When this happens, especially while visiting friends or family, we might feel judged or even judge ourselves. It is important that we remember that we are human, our children are human too and we are all still learning. We need to go easy on ourselves and them and if anyone does make a judgmental comment, just smile and say: “they are still learning” and walk away.

Connect, reconnect and repeat

Our children regularly need to feel connected to us. Do not assume that just because you are home, that it counts as connection time, because during the holidays we are often surrounded by other people. Start every morning with some quiet time together. This can be cuddles in bed, breakfast together at home, exploring the garden or reading a story. The length does not necessarily matter, because it is about making that connection before the day’s activities start. Make sure to make time to reconnect during the day, even if just to talk about the day’s activities and experiences. You might be surprised how just a few minutes of reconnecting can make a huge difference in a child’s day and behavior. It is all about them feeling noticed and loved by you.

Help them anticipate your next move

Small children thrive on predictability. Yes, we can relax during the holidays, but we need to weave in some predictable routines for the benefit of our little people. Let your child know in advance what your plans are: ‘”we are going to visit granny’”, “we are going to the shops”, or “we are going to visit cousin Terry” etc.
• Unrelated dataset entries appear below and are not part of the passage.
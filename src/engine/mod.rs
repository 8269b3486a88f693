//! Client engine
//!
//! The engine task owns all mutable client state; [`AgentClient`] handles
//! talk to it through commands and read it through snapshots.

mod client;
mod core;
mod snapshot;

pub use client::AgentClient;
pub use snapshot::ClientSnapshot;
//! One-shot runner behind the `agent-link` binary
//!
//! Connect, open a session, send one prompt, wait for the turn to end and
//! print what the assistant said.

use anyhow::Context;
use tokio_util::sync::CancellationToken;

use crate::cli::Cli;
use crate::engine::{AgentClient, ClientSnapshot};
use crate::logging::{ResultTraceExt, init_logging};
use crate::session::{PermissionMode, Session};
use crate::types::ClientConfig;

/// How a run ended
#[derive(Debug, Clone, Copy, PartialEq, Eq)]
pub enum RunOutcome {
    /// Handshake only, no prompt given
    Connected,
    /// Turn completed
    Completed,
    /// Turn ended with an error
    TurnFailed,
    /// Tools were blocked by the permission mode
    Denied,
    /// Stopped by a signal
    Interrupted,
}

impl RunOutcome {
    pub fn exit_code(self) -> i32 {
        match self {
            RunOutcome::Connected | RunOutcome::Completed => 0,
            RunOutcome::TurnFailed => 1,
            RunOutcome::Denied => 2,
            RunOutcome::Interrupted => 130,
        }
    }
}

/// Apply CLI overrides to the loaded configuration
fn apply_cli(mut config: ClientConfig, cli: &Cli) -> ClientConfig {
    if let Some(url) = &cli.url {
        config.server_url = Some(url.clone());
    }
    if let Some(model) = &cli.model {
        config.model = Some(model.clone());
    }
    if let Some(mode) = cli.mode {
        config.default_permission_mode = mode;
    }
    config
}

/// Run with CLI arguments until the turn ends or `shutdown` fires
pub async fn run_with_cli(cli: &Cli, shutdown: CancellationToken) -> anyhow::Result<RunOutcome> {
    init_logging(cli)?;

    {
        let startup_span = tracing::info_span!(
            "startup",
            version = %env!("CARGO_PKG_VERSION"),
            pid = %std::process::id(),
            diagnostic = %cli.is_diagnostic(),
        );
        let _enter = startup_span.enter();
        if cli.is_diagnostic() {
            tracing::info!(log_path = %cli.log_path().display(), "Diagnostic mode enabled");
        }
        tracing::info!("agent-link starting");
    }

    let config = apply_cli(ClientConfig::load(), cli);
    let url = config
        .server_url
        .clone()
        .context("No server address; pass --url or set AGENT_LINK_URL")?;

    let client = AgentClient::websocket(config);
    let outcome = tokio::select! {
        outcome = drive(&client, cli, &url) => outcome,
        () = shutdown.cancelled() => {
            tracing::info!("Interrupted, shutting down");
            Ok(RunOutcome::Interrupted)
        }
    };
    client.shutdown();
    outcome
}

#[tracing::instrument(name = "run", skip_all, fields(url = %url))]
async fn drive(client: &AgentClient, cli: &Cli, url: &str) -> anyhow::Result<RunOutcome> {
    client
        .connect_and_wait(url)
        .await
        .trace_context()
        .with_context(|| format!("Failed to connect to {url}"))?;

    let Some(prompt) = cli.prompt.as_deref() else {
        let status = client.status();
        if cli.json {
            println!("{}", serde_json::to_string_pretty(&status)?);
        } else {
            println!("{status} ({url})");
        }
        return Ok(RunOutcome::Connected);
    };

    let cwd = match &cli.cwd {
        Some(dir) => dir.clone(),
        None => std::env::current_dir().context("Failed to read the current directory")?,
    };
    let mode = client.config().default_permission_mode;

    let session = client
        .create_session(cwd.display().to_string(), mode)
        .await
        .trace_context()
        .context("Failed to create a session")?;
    let thread_id = session.thread_id.clone();
    let turns_before = session.completed_turns;

    client
        .send_message(&thread_id, prompt, None)
        .await
        .trace_context()
        .context("Failed to start the turn")?;

    let snapshot = client
        .wait_for(|snapshot| turn_settled(snapshot, &thread_id, turns_before))
        .await?;

    if !snapshot.status.is_connected() {
        anyhow::bail!("Connection lost before the turn ended: {}", snapshot.status);
    }
    let session = snapshot
        .session(&thread_id)
        .with_context(|| format!("Session {thread_id} disappeared"))?;

    report(&session, cli.json, mode)
}

/// The turn is over, blocked, or the connection is gone
fn turn_settled(snapshot: &ClientSnapshot, thread_id: &str, turns_before: u64) -> bool {
    if !snapshot.status.is_connected() {
        return true;
    }
    snapshot
        .session(thread_id)
        .is_none_or(|s| s.completed_turns > turns_before || s.has_permission_denial)
}

fn report(session: &Session, json: bool, mode: PermissionMode) -> anyhow::Result<RunOutcome> {
    if json {
        println!("{}", serde_json::to_string_pretty(session)?);
    } else {
        let text = session.assistant_text();
        if !text.is_empty() {
            println!("{text}");
        }
    }

    let outcome = outcome_of(session);
    match outcome {
        RunOutcome::Denied => {
            eprintln!("Blocked by permission mode '{mode}':");
            for denial in session.pending_denials() {
                eprintln!("  {} ({})", denial.tool_name, denial.tool_input);
            }
            eprintln!("Re-run with --mode acceptEdits or --mode bypassPermissions to allow them.");
        }
        RunOutcome::TurnFailed => {
            if let Some(error) = &session.last_error {
                eprintln!("Turn failed: {error}");
            }
        }
        _ => {}
    }
    Ok(outcome)
}

fn outcome_of(session: &Session) -> RunOutcome {
    if session.has_permission_denial {
        RunOutcome::Denied
    } else if session.last_error.is_some() {
        RunOutcome::TurnFailed
    } else {
        RunOutcome::Completed
    }
}
//! Command-line interface definitions

use std::path::PathBuf;

use clap::Parser;

use crate::session::PermissionMode;

const DEFAULT_SERVICE_NAME: &str = "agent-link";

/// agent-link - talk to a conversational agent server over JSON-RPC
#[derive(Parser, Debug, Clone)]
#[command(name = "agent-link")]
#[command(version, about, long_about = None)]
pub struct Cli {
    /// Prompt to send; without one, only connect and report the status
    #[arg(value_name = "PROMPT")]
    pub prompt: Option<String>,

    /// Server address (e.g. ws://127.0.0.1:8765)
    #[arg(long, value_name = "URL", env = "AGENT_LINK_URL")]
    pub url: Option<String>,

    /// Working directory for the new session (defaults to the current directory)
    #[arg(long, value_name = "DIR")]
    pub cwd: Option<PathBuf>,

    /// Permission mode for the new session
    #[arg(long, value_name = "MODE", value_parser = parse_mode)]
    pub mode: Option<PermissionMode>,

    /// Model to request for the turn
    #[arg(long, value_name = "MODEL")]
    pub model: Option<String>,

    /// Print the final session as JSON instead of the assistant text
    #[arg(long)]
    pub json: bool,

    /// Enable diagnostic mode (auto-log to temp file)
    #[arg(short, long)]
    pub diagnostic: bool,

    /// Log directory (implies diagnostic mode)
    #[arg(short = 'l', long, value_name = "DIR")]
    pub log_dir: Option<PathBuf>,

    /// Log file name (implies diagnostic mode)
    #[arg(short = 'f', long, value_name = "FILE")]
    pub log_file: Option<String>,

    /// Emit log lines as JSON
    #[arg(long)]
    pub log_json: bool,

    /// Increase logging verbosity (-v, -vv)
    /// Note: RUST_LOG env var takes priority over this flag
    #[arg(short, long, action = clap::ArgAction::Count)]
    pub verbose: u8,

    /// Quiet mode (only errors)
    /// Note: RUST_LOG env var takes priority over this flag
    #[arg(short, long)]
    pub quiet: bool,

    /// OpenTelemetry OTLP endpoint (e.g., http://localhost:4317)
    /// Accepted but ignored unless built with the otel feature.
    #[arg(long, value_name = "URL", env = "OTEL_EXPORTER_OTLP_ENDPOINT")]
    pub otel_endpoint: Option<String>,

    /// OpenTelemetry service name
    #[arg(long, value_name = "NAME", default_value = DEFAULT_SERVICE_NAME)]
    pub otel_service_name: String,
}

fn parse_mode(value: &str) -> Result<PermissionMode, String> {
    PermissionMode::parse(value).ok_or_else(|| {
        let known: Vec<_> = PermissionMode::ALL.iter().map(|m| m.as_str()).collect();
        format!("unknown mode '{value}', expected one of: {}", known.join(", "))
    })
}

impl Default for Cli {
    fn default() -> Self {
        Self {
            prompt: None,
            url: None,
            cwd: None,
            mode: None,
            model: None,
            json: false,
            diagnostic: false,
            log_dir: None,
            log_file: None,
            log_json: false,
            verbose: 0,
            quiet: false,
            otel_endpoint: None,
            otel_service_name: DEFAULT_SERVICE_NAME.to_string(),
        }
    }
}

impl Cli {
    /// Diagnostic mode: `--diagnostic`, `--log-dir` or `--log-file`
    pub fn is_diagnostic(&self) -> bool {
        self.diagnostic || self.log_dir.is_some() || self.log_file.is_some()
    }

    /// Get the log level based on CLI arguments
    ///
    /// - `--quiet`: ERROR
    /// - default: WARN
    /// - `-v`: INFO
    /// - `-vv`: DEBUG
    /// - `-vvv` or more: TRACE
    pub fn log_level(&self) -> tracing::Level {
        if self.quiet {
            tracing::Level::ERROR
        } else {
            match self.verbose {
                0 => tracing::Level::WARN,
                1 => tracing::Level::INFO,
                2 => tracing::Level::DEBUG,
                _ => tracing::Level::TRACE,
            }
        }
    }

    /// Get the log file path for diagnostic mode
    ///
    /// Defaults to `agent-link-{timestamp}.log` in the system temp directory.
    pub fn log_path(&self) -> PathBuf {
        let dir = self.log_dir.clone().unwrap_or_else(std::env::temp_dir);

        let filename = self.log_file.clone().unwrap_or_else(|| {
            let timestamp = chrono::Local::now().format("%Y%m%d_%H%M%S");
            format!("agent-link-{timestamp}.log")
        });

        dir.join(filename)
    }
}
//! Error tracing extensions
//!
//! Log a [`ClientError`] with its code, classification and source chain.

use std::error::Error as StdError;

use crate::types::ClientError;

/// Extension trait for logging errors with context
pub trait ErrorTraceExt {
    /// Log at error level with error code, retryable flag and source chain
    fn trace_error(&self) -> &Self;
}

impl ErrorTraceExt for ClientError {
    fn trace_error(&self) -> &Self {
        let error_code = self.error_code();

        let mut error_chain = Vec::new();
        let mut current_source = self.source();
        while let Some(source) = current_source {
            error_chain.push(source.to_string());
            current_source = source.source();
        }

        tracing::error!(
            error = %self,
            error_code = error_code.code(),
            error_code_name = ?error_code,
            is_retryable = self.is_retryable(),
            is_transport_error = self.is_transport_error(),
            is_client_error = self.is_client_error(),
            rpc_code = ?self.rpc_error().and_then(|e| e.code()),
            error_chain = ?error_chain,
            "Operation failed"
        );

        self
    }
}

/// Extension trait for `Result`s
pub trait ResultTraceExt<T> {
    /// Log the error, if any, and pass the result through
    fn trace_context(self) -> Self;
}

impl<T> ResultTraceExt<T> for Result<T, ClientError> {
    fn trace_context(self) -> Self {
        if let Err(e) = &self {
            e.trace_error();
        }
        self
    }
}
Even when our children are small, just talking about our plans, gives them a sense of what to expect and when our children know what to expect, they already feel more relaxed.

Take it easy

It is incredibly important to schedule in some downtime, especially for our young children. Our adult bodies have sensory filters, but this only develops as we get older. Most adults can have a conversation, while subconsciously cutting out all the background noise, the many colors surrounding us, the sun’s warmth on our skin, the smells of the different foods on the table in front of us and the constant movement of people walking past etc. When we are little and we are exposed to noise, movement, people, different temperatures, lights, environments etc. and our sensory filters don’t get sufficient breaks in between to digest it, we will react by crying, having a melt-down or demonstrate, what many consider as, ‘bad behavior’. If you have a busy morning planned, have a relaxing calm afternoon afterwards at home. If you had a busy day, make sure that the next day is a calm day at home. Downtime for our small children helps them to relax in their familiar environment, with their toys and their people, and it gives their sensory filters a chance to digest the over-stimulation.

This too shall pass

Our children are not small forever. They will grow up and move on. For now, let’s enjoy our kids and make special memories during the holidays. Take photos, laugh often, create your own special December traditions, remember to eat healthy in between and use this time to reconnect with yourself, your partner and your children, before the crazy rat race starts again in the new year.